Fiscal compact defines the parameters of our budget.

Coming in as number 3 in our budgets largest spend is the amount set aside to feed our insatiable debt of circa €200bn mostly gifted to us in bailout during a time when there were no cheerleaders visiting Ireland to tell us how Europe would come to our rescue and share our burden. Now we have frequent visitors from the EU commission and European parliament to express solidarity with us!

Keeping budget deficits under control by failing to tax the rich and corporate Ireland in a time of national emergency and a housing crisis is our obeisant poodle politics at its most compliant  and obsequiously  subservient to our European controllers.

Our colonial past combined with a culture of authoritarianism within the Catholic Church has made it difficult for us to think independently as a nation in spite of rebellious artists and writers.

But we live in a time of massive genuflection to those who control our economy from Brussels.

Irexit is simple off the table as a political discourse and topic of debate especially on state subvented RTE….Getting back to our subject:

By way of comparison President  Herbert Clark Hoover (August 10, 1874 – October 20, 1964) was an American engineer, businessman, and politician who served as the 31st President of the United States from 1929 to 1933 during the Great Depression. made many mistakes in reacting to the Great Depression eg

“The Smoot-Hawley Tariff Act, for instance, which Hoover signed reluctantly, raised tariffs on thousands of imported goods and initiated a trade war between the United States and Europe, thereby exacerbating the global economic downturn.” but he did achieve the following:

“The Federal Home Loan Bank Act attempted to provide incentives for new home construction and addressed the struggling housing sector. The Revenue Act of 1932 increased corporate and personal income taxes to unprecedented levels to fight the depression.

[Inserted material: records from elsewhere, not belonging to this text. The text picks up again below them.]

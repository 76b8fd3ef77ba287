// src/web/turma_handlers.rs
use crate::{
    error::AppResult,
    models::{turma::TurmaPayload, user::Ctx},
    services::{progress_service, turma_service},
    state::AppState,
};
use axum::{
    extract::{Extension, Json, Path, State},
    http::StatusCode,
    response::IntoResponse,
};
use serde_json::json;

// GET /api/turmas
pub async fn handle_list_turmas(
    State(state): State<AppState>,
    Extension(ctx): Extension<Ctx>,
) -> AppResult<impl IntoResponse> {
    let turmas = turma_service::list_turmas(&state.db_pool, &ctx).await?;
    Ok(Json(turmas))
}

// POST /api/turmas
pub async fn handle_create_turma(
    State(state): State<AppState>,
    Extension(ctx): Extension<Ctx>,
    Json(payload): Json<TurmaPayload>,
) -> AppResult<impl IntoResponse> {
    let turma = turma_service::create_turma(&state.db_pool, &ctx, &payload).await?;
    Ok((StatusCode::CREATED, Json(turma)))
}

// PUT /api/turmas/{id}
pub async fn handle_update_turma(
    State(state): State<AppState>,
    Extension(ctx): Extension<Ctx>,
    Path(turma_id): Path<i64>,
    Json(payload): Json<TurmaPayload>,
) -> AppResult<impl IntoResponse> {
    let turma = turma_service::update_turma(&state.db_pool, &ctx, turma_id, &payload).await?;
    Ok(Json(turma))
}

// DELETE /api/turmas/{id} (soft-delete)
pub async fn handle_delete_turma(
    State(state): State<AppState>,
    Extension(ctx): Extension<Ctx>,
    Path(turma_id): Path<i64>,
) -> AppResult<impl IntoResponse> {
    turma_service::soft_delete_turma(&state.db_pool, &ctx, turma_id).await?;
    Ok(Json(json!({ "message": "Turma desativada com sucesso" })))
}

// GET /api/turmas/{id}/progresso
pub async fn handle_progresso_turma(
    State(state): State<AppState>,
    Extension(ctx): Extension<Ctx>,
    Path(turma_id): Path<i64>,
) -> AppResult<impl IntoResponse> {
    let progresso = progress_service::progresso_turma(&state.db_pool, &ctx, turma_id).await?;
    Ok(Json(progresso))
}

…Hoover launched a massive public works program, part of which included funding for construction of the Hoover Dam on the Colorado River. His administration implemented stronger protections for labor and substantially increased federal subsidies for agriculture. Hoover also played a key role in passing the Glass-Steagall Act of 1932, which limited the activities of commercial banks in an attempt to stabilize the banking sector.”

The Hoover administration’s final attempt to stymie the Great Depression was the Emergency Relief and Construction Act, also signed in 1932. The Act provided government-backed loans to banks and created public works projects in the interest of increasing employment. This blueprint was greatly expanded by Hoover’s successor, Franklin Roosevelt. Roosevelt’s New Deal, along with the economically stimulating onset of World War II, would effectively end the Great Depression.

In contrast Roosevelt was president from 1933 to 1945, longer than anyone else
in American history; he was elected four times. He took office at one of the worst points in   the Great Depression but told the American public, “ The only thing we have to fear is fear itself.” The early part of his presidency is remembered for the New Deala group of government programs designed to reverse the devastating effects of the   Depression.

“There are two ways of viewing the Government’s duty in matters affecting economic and social life. The first sees to it that a favored few are helped and hopes that some of their prosperity will leak through, sift through, to labor, to the farmer, to the small business man. That theory belongs to the party of Toryism, and I had hoped that most of the Tories left this country in 1776.”(3)

“My program, of which I can only touch on these points, is based upon this simple moral principle: the welfare and the soundness of a Nation depend first upon what the great mass of the people wish and need; and second, whether or not they are getting it.”

“Yes, when–not if–when we get the chance, the Federal Government will assume bold leadership in distress relief. For years Washington has alternated between putting its head in the sand and saying there is no large number of destitute people in our midst who need food and clothing, and then saying the States should take care of them, if there are. Instead of planning two and a half years ago to do what they are now trying to do, they kept putting it off from day-to-day, week to week, and month to month, until the conscience of America demanded action.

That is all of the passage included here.